Since Guru Gobind Singh’s fight wasn’t against Islam, many Muslims helped him in his struggle against state violence, while many Hindus sided with the Mughal Empire and one of them had deceived his younger sons and his mother Mata Gujri and got them arrested.  Mata Gujri died in prison after hearing about the execution of her younger grandsons. After all, the Sikh Gurus had a big following in both the communities. While in Bihar, young Gobind Rai was admired by the Hindus and Sikhs alike. In fact, some Muslims helped Guru Gobind Singh in his escape from the dragnet of the Mughal soldiers who wanted to capture him alive. 

Whereas, Guru Gobind Singh’s tumultuous life remained full of difficulties, he had devoted peaceful moments to compile literature and more importantly the Guru Granth Sahib, the holy scripture of the Sikhs that contain hymns of both Hindu and Muslim saints. Some of the saints whose verses were included in the Granth Sahib were treated as untouchables by the Hindu clergy.
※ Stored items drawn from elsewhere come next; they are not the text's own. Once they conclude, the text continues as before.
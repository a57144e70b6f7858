//! Integration test: layer sets over raw guarded buffers, without a container.
//!
//! Run: cargo test -p canarystack-membrane --test layer_composition_test

use std::sync::atomic::{AtomicUsize, Ordering};

use canarystack_membrane::checksum::CHECKSUM_SIZE;
use canarystack_membrane::guard::GUARD_SIZE;
use canarystack_membrane::{
    BufferLayout, DiagnosticLevel, GuardSide, GuardedBuffer, IntegrityLayer, LayerKind, LayerSet,
    SLOT_SIZE, Violation, is_poison,
};

fn live_buffer(
    level: DiagnosticLevel,
    capacity: usize,
    values: &[f64],
) -> (LayerSet, GuardedBuffer) {
    let layers = LayerSet::for_level(level);
    let mut buffer = GuardedBuffer::allocate(BufferLayout::new(capacity, level), None).unwrap();
    layers.on_construct(&mut buffer, 0);
    for (i, &v) in values.iter().enumerate() {
        assert!(buffer.set_slot(i, v));
        layers.on_mutate(&mut buffer, i + 1);
    }
    (layers, buffer)
}

#[test]
fn layout_sizes_per_level() {
    let total = |level| BufferLayout::new(10, level).total_bytes().unwrap();
    assert_eq!(total(DiagnosticLevel::None), 10 * SLOT_SIZE);
    assert_eq!(total(DiagnosticLevel::Level1), 10 * SLOT_SIZE);
    assert_eq!(total(DiagnosticLevel::Level2), 10 * SLOT_SIZE + 2 * GUARD_SIZE);
    assert_eq!(
        total(DiagnosticLevel::Level3),
        10 * SLOT_SIZE + 2 * GUARD_SIZE + CHECKSUM_SIZE
    );
    assert_eq!(BufferLayout::new(usize::MAX, DiagnosticLevel::None).total_bytes(), None);
}

#[test]
fn reallocation_carries_prefix_and_layers_reapply() {
    let level = DiagnosticLevel::Level3;
    let (layers, buffer) = live_buffer(level, 4, &[1.0, 2.0, 3.0, 4.0]);
    assert_eq!(layers.validate(&buffer, 4), Ok(()));

    let mut grown = buffer.reallocate(7, None).unwrap();
    layers.on_construct(&mut grown, 4);
    assert_eq!(layers.validate(&grown, 4), Ok(()));
    for i in 0..4 {
        assert_eq!(grown.slot(i), Some(f64::from(i as u32 + 1)));
    }
    for i in 4..7 {
        assert!(grown.slot(i).is_some_and(is_poison));
    }
    // The source stays untouched until the caller drops it.
    assert_eq!(layers.validate(&buffer, 4), Ok(()));
}

#[test]
fn validation_order_is_poison_guard_checksum() {
    let level = DiagnosticLevel::Level3;
    let (layers, mut buffer) = live_buffer(level, 5, &[1.0, 2.0]);

    let footer = buffer.layout().footer();
    buffer.raw_bytes_mut()[footer].fill(0);
    let slot = buffer.layout().slots().start + 3 * SLOT_SIZE;
    buffer.raw_bytes_mut()[slot..slot + SLOT_SIZE].fill(0);

    // Both the poison rule and the right guard are broken; poison reports first.
    assert_eq!(
        layers.validate(&buffer, 2),
        Err(Violation::UnpoisonedFreeSlot { index: 3 })
    );
    assert_eq!(buffer.guard(GuardSide::Right), Some(0));
}

#[test]
fn size_change_without_refresh_is_caught() {
    let (layers, buffer) = live_buffer(DiagnosticLevel::Level3, 6, &[5.0, 6.0, 7.0]);
    // Claiming one more live slot than was written exposes poison in the live range.
    assert_eq!(
        layers.validate(&buffer, 4),
        Err(Violation::PoisonedLiveSlot { index: 3 })
    );

    let (layers, buffer) = live_buffer(DiagnosticLevel::Level3, 6, &[5.0, 6.0, 7.0]);
    // Claiming one fewer leaves a number in a free slot.
    assert_eq!(
        layers.validate(&buffer, 2),
        Err(Violation::UnpoisonedFreeSlot { index: 2 })
    );
}

#[derive(Debug, Default)]
struct CountingLayer {
    mutations: AtomicUsize,
}

impl IntegrityLayer for CountingLayer {
    fn kind(&self) -> LayerKind {
        LayerKind::Checksum
    }

    fn on_mutate(&self, _buffer: &mut GuardedBuffer, _size: usize) {
        self.mutations.fetch_add(1, Ordering::Relaxed);
    }

    fn validate(&self, _buffer: &GuardedBuffer, size: usize) -> Result<(), Violation> {
        if size > 2 {
            Err(Violation::ChecksumMismatch {
                stored: 0,
                computed: size as u64,
            })
        } else {
            Ok(())
        }
    }
}

#[test]
fn custom_layer_hooks_run() {
    let layer = CountingLayer::default();
    let mut buffer =
        GuardedBuffer::allocate(BufferLayout::new(4, DiagnosticLevel::None), None).unwrap();
    layer.on_construct(&mut buffer, 0);
    layer.on_mutate(&mut buffer, 1);
    assert_eq!(layer.mutations.load(Ordering::Relaxed), 2);
    assert_eq!(layer.validate(&buffer, 2), Ok(()));
    assert!(matches!(
        layer.validate(&buffer, 3),
        Err(Violation::ChecksumMismatch { computed: 3, .. })
    ));
}
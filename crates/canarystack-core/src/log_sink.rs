//! Styled text log rendered as an HTML document.
//!
//! The sink contract is small: open, close, and colored preformatted blocks
//! filled with colored spans. Writes while closed are silently dropped.
//! Closing writes the document trailer and leaves the sink unusable until it
//! is opened again, which truncates the destination.

use std::borrow::Cow;
use std::fs::File;
use std::io::{BufWriter, Write};
use std::path::{Path, PathBuf};
use std::sync::OnceLock;

use parking_lot::Mutex;
use thiserror::Error;

/// Default file written by the process-wide log.
pub const DEFAULT_LOG_PATH: &str = "log.html";

const DOCUMENT_HEADER: &str = "<!DOCTYPE html>\n<html>\n<body>\n";
const DOCUMENT_TRAILER: &str = "\n</body>\n</html>";

/// Text colors the sink understands.
#[derive(Debug, Default, Clone, Copy, PartialEq, Eq, Hash)]
pub enum LogColor {
    #[default]
    Black,
    Blue,
    Gray,
    Green,
    Pink,
    Red,
    Yellow,
}

impl LogColor {
    /// Parse a color name (case-insensitive). Unknown names become black.
    #[must_use]
    pub fn from_name_loose(name: &str) -> Self {
        match name.trim().to_ascii_lowercase().as_str() {
            "blue" => Self::Blue,
            "gray" | "grey" => Self::Gray,
            "green" => Self::Green,
            "pink" => Self::Pink,
            "red" => Self::Red,
            "yellow" => Self::Yellow,
            _ => Self::Black,
        }
    }

    /// CSS color keyword.
    #[must_use]
    pub const fn as_css(self) -> &'static str {
        match self {
            Self::Black => "black",
            Self::Blue => "blue",
            Self::Gray => "gray",
            Self::Green => "green",
            Self::Pink => "pink",
            Self::Red => "red",
            Self::Yellow => "yellow",
        }
    }
}

/// Destination for diagnostic reports.
pub trait LogSink {
    /// Open the destination. Returns `false` if already open or on failure.
    fn open(&mut self) -> bool;
    /// Finalize and close. Returns `false` if not open or on failure.
    fn close(&mut self) -> bool;
    /// Returns true between a successful `open` and `close`.
    fn is_open(&self) -> bool;
    /// Start a preformatted block in `color`.
    fn begin_block(&mut self, color: LogColor);
    /// Write `text` in `color` into the current block.
    fn write_styled(&mut self, text: &str, color: LogColor);
    /// End the current block.
    fn end_block(&mut self);
}

/// Log I/O failures.
#[derive(Debug, Error)]
pub enum LogError {
    #[error("log is already open")]
    AlreadyOpen,
    #[error("log is not open")]
    NotOpen,
    #[error("io: {0}")]
    Io(#[from] std::io::Error),
}

enum Destination {
    File {
        path: PathBuf,
        writer: Option<BufWriter<File>>,
    },
    Memory(Vec<u8>),
}

/// HTML log with inline-styled `<pre>` blocks.
pub struct HtmlLog {
    destination: Destination,
    open: bool,
    last_error: Option<LogError>,
}

impl HtmlLog {
    /// Log that writes to `path`, created (or truncated) on open.
    #[must_use]
    pub fn to_file(path: impl Into<PathBuf>) -> Self {
        Self {
            destination: Destination::File {
                path: path.into(),
                writer: None,
            },
            open: false,
            last_error: None,
        }
    }

    /// Log that writes to an in-memory buffer.
    #[must_use]
    pub fn in_memory() -> Self {
        Self {
            destination: Destination::Memory(Vec::new()),
            open: false,
            last_error: None,
        }
    }

    /// File path, `None` for in-memory logs.
    #[must_use]
    pub fn path(&self) -> Option<&Path> {
        match &self.destination {
            Destination::File { path, .. } => Some(path),
            Destination::Memory(_) => None,
        }
    }

    /// Rendered document so far, `None` for file logs.
    #[must_use]
    pub fn contents(&self) -> Option<&str> {
        match &self.destination {
            Destination::Memory(bytes) => std::str::from_utf8(bytes).ok(),
            Destination::File { .. } => None,
        }
    }

    /// Take the most recent write error, if any.
    pub fn take_error(&mut self) -> Option<LogError> {
        self.last_error.take()
    }

    /// Open, reporting why it failed.
    pub fn try_open(&mut self) -> Result<(), LogError> {
        if self.open {
            return Err(LogError::AlreadyOpen);
        }
        match &mut self.destination {
            Destination::File { path, writer } => {
                *writer = Some(BufWriter::new(File::create(&*path)?));
            }
            Destination::Memory(bytes) => bytes.clear(),
        }
        self.open = true;
        self.write_raw(DOCUMENT_HEADER)
    }

    /// Close, reporting why it failed.
    pub fn try_close(&mut self) -> Result<(), LogError> {
        if !self.open {
            return Err(LogError::NotOpen);
        }
        let trailer = self.write_raw(DOCUMENT_TRAILER);
        self.open = false;
        let flushed = match &mut self.destination {
            Destination::File { writer, .. } => match writer.take() {
                Some(mut writer) => writer.flush().map_err(LogError::from),
                None => Ok(()),
            },
            Destination::Memory(_) => Ok(()),
        };
        trailer.and(flushed)
    }

    fn write_raw(&mut self, text: &str) -> Result<(), LogError> {
        if !self.open {
            return Err(LogError::NotOpen);
        }
        match &mut self.destination {
            Destination::File { writer, .. } => match writer {
                Some(writer) => writer.write_all(text.as_bytes())?,
                None => return Err(LogError::NotOpen),
            },
            Destination::Memory(bytes) => bytes.extend_from_slice(text.as_bytes()),
        }
        Ok(())
    }

    fn write_or_record(&mut self, text: &str) {
        if !self.open {
            return;
        }
        if let Err(err) = self.write_raw(text) {
            self.last_error = Some(err);
        }
    }
}

impl LogSink for HtmlLog {
    fn open(&mut self) -> bool {
        self.try_open().is_ok()
    }

    fn close(&mut self) -> bool {
        self.try_close().is_ok()
    }

    fn is_open(&self) -> bool {
        self.open
    }

    fn begin_block(&mut self, color: LogColor) {
        let tag = format!("\n<pre style=\"color:{};\">\n", color.as_css());
        self.write_or_record(&tag);
    }

    fn write_styled(&mut self, text: &str, color: LogColor) {
        let span = format!(
            "<span style=\"color:{};\">{}</span>",
            color.as_css(),
            escape_html(text)
        );
        self.write_or_record(&span);
    }

    fn end_block(&mut self) {
        self.write_or_record("\n</pre>\n");
    }
}

impl std::fmt::Debug for HtmlLog {
    fn fmt(&self, f: &mut std::fmt::Formatter<'_>) -> std::fmt::Result {
        f.debug_struct("HtmlLog")
            .field("path", &self.path())
            .field("open", &self.open)
            .finish()
    }
}

/// Escape the characters HTML treats specially.
#[must_use]
pub fn escape_html(text: &str) -> Cow<'_, str> {
    if !text.contains(['<', '>', '&', '"']) {
        return Cow::Borrowed(text);
    }
    let mut out = String::with_capacity(text.len() + 16);
    for ch in text.chars() {
        match ch {
            '<' => out.push_str("&lt;"),
            '>' => out.push_str("&gt;"),
            '&' => out.push_str("&amp;"),
            '"' => out.push_str("&quot;"),
            other => out.push(other),
        }
    }
    Cow::Owned(out)
}

static GLOBAL_LOG: OnceLock<Mutex<HtmlLog>> = OnceLock::new();

/// Process-wide log writing to [`DEFAULT_LOG_PATH`]. Created on first use,
/// opened only when a caller opens it.
#[must_use]
pub fn global_html_log() -> &'static Mutex<HtmlLog> {
    GLOBAL_LOG.get_or_init(|| Mutex::new(HtmlLog::to_file(DEFAULT_LOG_PATH)))
}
He had spent final years of his life in Maharashtra where he discovered a guerrilla fighter Banda Singh Bahadar who was sent to Punjab to reorganize Sikhs and fulfill the uncompleted mission of the Guru. Banda Singh Bahadar established a Sikh kingdom that introduced land reforms. In accordance with the Sikh traditions, this kingdom remained secular in character.
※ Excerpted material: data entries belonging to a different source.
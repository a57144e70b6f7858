//! canarystack core crate.
//!
//! A growable `f64` stack whose every operation is checked by the integrity
//! membrane (`canarystack-membrane`), plus the diagnostic dump that renders
//! its internal state into a styled HTML log.

pub mod log_sink;
pub mod report;
pub mod stack;

pub use canarystack_membrane::{
    DEFAULT_CAPACITY, DiagnosticLevel, FaultStatus, Lifecycle, MINIMUM_CAPACITY, StackConfig,
    StackFault, Violation, diagnostic_level,
};
pub use log_sink::{DEFAULT_LOG_PATH, HtmlLog, LogColor, LogError, LogSink, global_html_log};
pub use report::{StackSnapshot, report};
pub use stack::{DYNAMIC_STACK_NAME, Stack, grown_capacity};
//! Sticky fault status.
//!
//! A container carries exactly one [`FaultStatus`]. It moves from clear to a
//! single [`StackFault`] and never back: the first fault wins and later
//! faults are ignored. Only a freshly constructed container starts clear.

use serde::Serialize;
use thiserror::Error;

/// Fault taxonomy. Codes are stable and start at 1; 0 is "no error".
#[derive(Debug, Clone, Copy, PartialEq, Eq, Hash, Error, Serialize)]
#[repr(u8)]
pub enum StackFault {
    /// `pop` on an empty container.
    #[error("pop from empty stack")]
    PopFromEmpty = 1,
    /// `top` on an empty container.
    #[error("top from empty stack")]
    TopFromEmpty = 2,
    /// The initial allocation was refused.
    #[error("stack construction failed")]
    ConstructionFailed = 3,
    /// A grow or shrink allocation was refused.
    #[error("stack reallocation failed")]
    ReallocationFailed = 4,
    /// Operation on a container that was never constructed.
    #[error("stack used before construction")]
    UseBeforeConstruction = 5,
    /// Operation on a container that was already destructed.
    #[error("stack used after destruction")]
    UseAfterDestruction = 6,
    /// An integrity layer observed a violated invariant.
    #[error("stack memory corruption detected")]
    CorruptionDetected = 7,
}

impl StackFault {
    /// Every fault, in code order.
    pub const ALL: [Self; 7] = [
        Self::PopFromEmpty,
        Self::TopFromEmpty,
        Self::ConstructionFailed,
        Self::ReallocationFailed,
        Self::UseBeforeConstruction,
        Self::UseAfterDestruction,
        Self::CorruptionDetected,
    ];

    /// Stable numeric code.
    #[must_use]
    pub const fn code(self) -> u8 {
        self as u8
    }

    /// Upper-case identifier used in dumps.
    #[must_use]
    pub const fn name(self) -> &'static str {
        match self {
            Self::PopFromEmpty => "POP_FROM_EMPTY",
            Self::TopFromEmpty => "TOP_FROM_EMPTY",
            Self::ConstructionFailed => "CONSTRUCTION_FAILED",
            Self::ReallocationFailed => "REALLOCATION_FAILED",
            Self::UseBeforeConstruction => "USE_BEFORE_CONSTRUCTION",
            Self::UseAfterDestruction => "USE_AFTER_DESTRUCTION",
            Self::CorruptionDetected => "MEMORY_CORRUPTION",
        }
    }

    /// Returns true for resource exhaustion, the only recoverable class:
    /// prior contents stay intact.
    #[must_use]
    pub const fn is_allocation_failure(self) -> bool {
        matches!(self, Self::ConstructionFailed | Self::ReallocationFailed)
    }
}

/// One-way latch holding the first fault observed.
#[derive(Debug, Default, Clone, Copy, PartialEq, Eq, Serialize)]
pub struct FaultStatus {
    fault: Option<StackFault>,
}

impl FaultStatus {
    /// A clear status.
    #[must_use]
    pub const fn clear() -> Self {
        Self { fault: None }
    }

    /// Latch `fault` unless one is already held. Returns the held fault,
    /// which is the earlier one when the latch was already set.
    pub fn latch(&mut self, fault: StackFault) -> StackFault {
        *self.fault.get_or_insert(fault)
    }

    /// The latched fault, if any.
    #[must_use]
    pub const fn get(&self) -> Option<StackFault> {
        self.fault
    }

    /// Returns true if a fault is latched.
    #[must_use]
    pub const fn is_set(&self) -> bool {
        self.fault.is_some()
    }

    /// `Err` with the latched fault, `Ok` when clear.
    pub fn check(&self) -> Result<(), StackFault> {
        match self.fault {
            Some(fault) => Err(fault),
            None => Ok(()),
        }
    }

    /// Numeric code, 0 when clear.
    #[must_use]
    pub const fn code(&self) -> u8 {
        match self.fault {
            Some(fault) => fault.code(),
            None => 0,
        }
    }

    /// Dump text: `NO_ERROR` or `ERROR <code>: <NAME>`.
    #[must_use]
    pub fn describe(&self) -> String {
        match self.fault {
            None => "NO_ERROR".to_string(),
            Some(fault) => format!("ERROR {}: {}", fault.code(), fault.name()),
        }
    }
}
In 1708, Guru Gobind Singh died after succumbing to his injuries sustained in an attack by the mercenaries sent to assassinate him by a Mughal governor who was responsible for the killings of his younger sons. Near the end of his life, he had ordered the Sikhs to follow the Guru Granth Sahib as their guiding light in future and never follow any living guru. 
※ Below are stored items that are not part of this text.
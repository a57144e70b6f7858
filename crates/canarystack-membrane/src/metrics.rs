//! Atomic counters for integrity observability.
//!
//! All counters use relaxed ordering: they are diagnostic, not
//! synchronization primitives.

use std::sync::atomic::{AtomicU64, Ordering};

use serde::Serialize;

use crate::fault::StackFault;
use crate::layer::{LayerKind, Violation};

/// Process-wide integrity counters.
pub struct IntegrityMetrics {
    /// Full validations performed.
    pub validations: AtomicU64,
    /// Poison fill violations.
    pub poison_failures: AtomicU64,
    /// Buffer or struct guard mismatches.
    pub guard_failures: AtomicU64,
    /// Checksum mismatches.
    pub checksum_failures: AtomicU64,
    /// Bookkeeping violations (size bound, missing buffer).
    pub bookkeeping_failures: AtomicU64,
    /// Successful growth reallocations.
    pub growths: AtomicU64,
    /// Successful shrink reallocations.
    pub shrinks: AtomicU64,
    /// Refused allocations.
    pub allocation_failures: AtomicU64,
    /// Faults latched on any container.
    pub faults_latched: AtomicU64,
}

impl IntegrityMetrics {
    /// Create a new zeroed metrics instance.
    #[must_use]
    pub const fn new() -> Self {
        Self {
            validations: AtomicU64::new(0),
            poison_failures: AtomicU64::new(0),
            guard_failures: AtomicU64::new(0),
            checksum_failures: AtomicU64::new(0),
            bookkeeping_failures: AtomicU64::new(0),
            growths: AtomicU64::new(0),
            shrinks: AtomicU64::new(0),
            allocation_failures: AtomicU64::new(0),
            faults_latched: AtomicU64::new(0),
        }
    }

    /// Increment a counter by 1.
    pub fn inc(counter: &AtomicU64) {
        counter.fetch_add(1, Ordering::Relaxed);
    }

    /// Read a counter value.
    pub fn get(counter: &AtomicU64) -> u64 {
        counter.load(Ordering::Relaxed)
    }

    /// Count a violation against the layer that saw it.
    pub fn record_violation(&self, violation: &Violation) {
        let counter = match violation.layer() {
            Some(LayerKind::Poison) => &self.poison_failures,
            Some(LayerKind::Guard) => &self.guard_failures,
            Some(LayerKind::Checksum) => &self.checksum_failures,
            None => &self.bookkeeping_failures,
        };
        Self::inc(counter);
    }

    /// Count a newly latched fault.
    pub fn record_fault(&self, fault: StackFault) {
        if fault.is_allocation_failure() {
            Self::inc(&self.allocation_failures);
        }
        Self::inc(&self.faults_latched);
    }

    /// Snapshot all counters.
    #[must_use]
    pub fn snapshot(&self) -> MetricsSnapshot {
        MetricsSnapshot {
            validations: Self::get(&self.validations),
            poison_failures: Self::get(&self.poison_failures),
            guard_failures: Self::get(&self.guard_failures),
            checksum_failures: Self::get(&self.checksum_failures),
            bookkeeping_failures: Self::get(&self.bookkeeping_failures),
            growths: Self::get(&self.growths),
            shrinks: Self::get(&self.shrinks),
            allocation_failures: Self::get(&self.allocation_failures),
            faults_latched: Self::get(&self.faults_latched),
        }
    }
}

impl Default for IntegrityMetrics {
    fn default() -> Self {
        Self::new()
    }
}

/// Point-in-time snapshot of all counters.
#[derive(Debug, Clone, Copy, PartialEq, Eq, Serialize)]
pub struct MetricsSnapshot {
    pub validations: u64,
    pub poison_failures: u64,
    pub guard_failures: u64,
    pub checksum_failures: u64,
    pub bookkeeping_failures: u64,
    pub growths: u64,
    pub shrinks: u64,
    pub allocation_failures: u64,
    pub faults_latched: u64,
}

static GLOBAL_METRICS: IntegrityMetrics = IntegrityMetrics::new();

/// Access the global metrics singleton.
#[must_use]
pub fn global_metrics() -> &'static IntegrityMetrics {
    &GLOBAL_METRICS
}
Guru Gobind Singh’s story will always be relevant in the contemporary world where oppression on religious minorities and those marginalized continues.  It’s a shame that the Hindutva forces that currently rule India and desire to turn it into an exclusionist Hindu theocracy have been trying to appropriate Guru Gobind Singh for their narrow ends. They frequently portray him as a defender of the Hindu religion and an opponent of Muslims which is a complete distortion of the historical facts. So much so, the Rashtriya Swayamsewak Sangh (RSS), an ultra-Hindu nationalist body of which the governing Bhartiya Janata Party (BJP) is a part continues to misguide the younger generation about Guru Gobind Singh’s participation in the efforts to liberate Ram temple in Ayodhya. It is the same place where at the behest of the BJP, Hindu fanatics had demolished an ancient Babri Mosque in 1992. The BJP claims that the Islamist king Babur had built the mosque after destroying a temple built at the birthplace of Hindu God Lord Ram. If this was not enough, their apologists within the Sikh community tried to misguide their own people by announcing December 25 as the birthday of Guru Gobind Singh keeping in with a conservative Hindu calendar. The Sikhs have by and large rejected this and have vowed to celebrate his birth anniversary on January 5 -a date on which there is a general consensus on the basis of a calendar designed by using scientific method. Although it seems symbolic, yet it reflects an ideological conflict between the RSS and the Sikhs.  Even as the RSS consider Islam and Christianity as foreign religions and Sikhism and Buddhism as part of the Hindu fold, the Sikh and Buddhist activists have always resisted such assimilationist thoughts.  

The Sikh fundamentalists too have deviated from the path shown by Guru Gobind Singh. They have been targeting migratory labourers coming to Punjab from Bihar for their livelihood by insisting that Punjab remains a Sikh dominated state. How can one be so hateful toward people among whom Guru Gobind Singh had spent his childhood? The Sikh leadership also need to look into the mirror and address caste system that is also practiced by many within the Sikh community. On this important occasion, when violence against minorities has grown and there are attempts to divide the Sikhs and the Muslims by the BJP, we need to be vigilant about such divisive politics and defeat the nefarious designs of the Hindutva think tanks. If Guru Gobind Singh were to be born again he would rather fight against the present day government for the very reasons he had established the Khalsa, especially in the light of constant attacks on Dalits.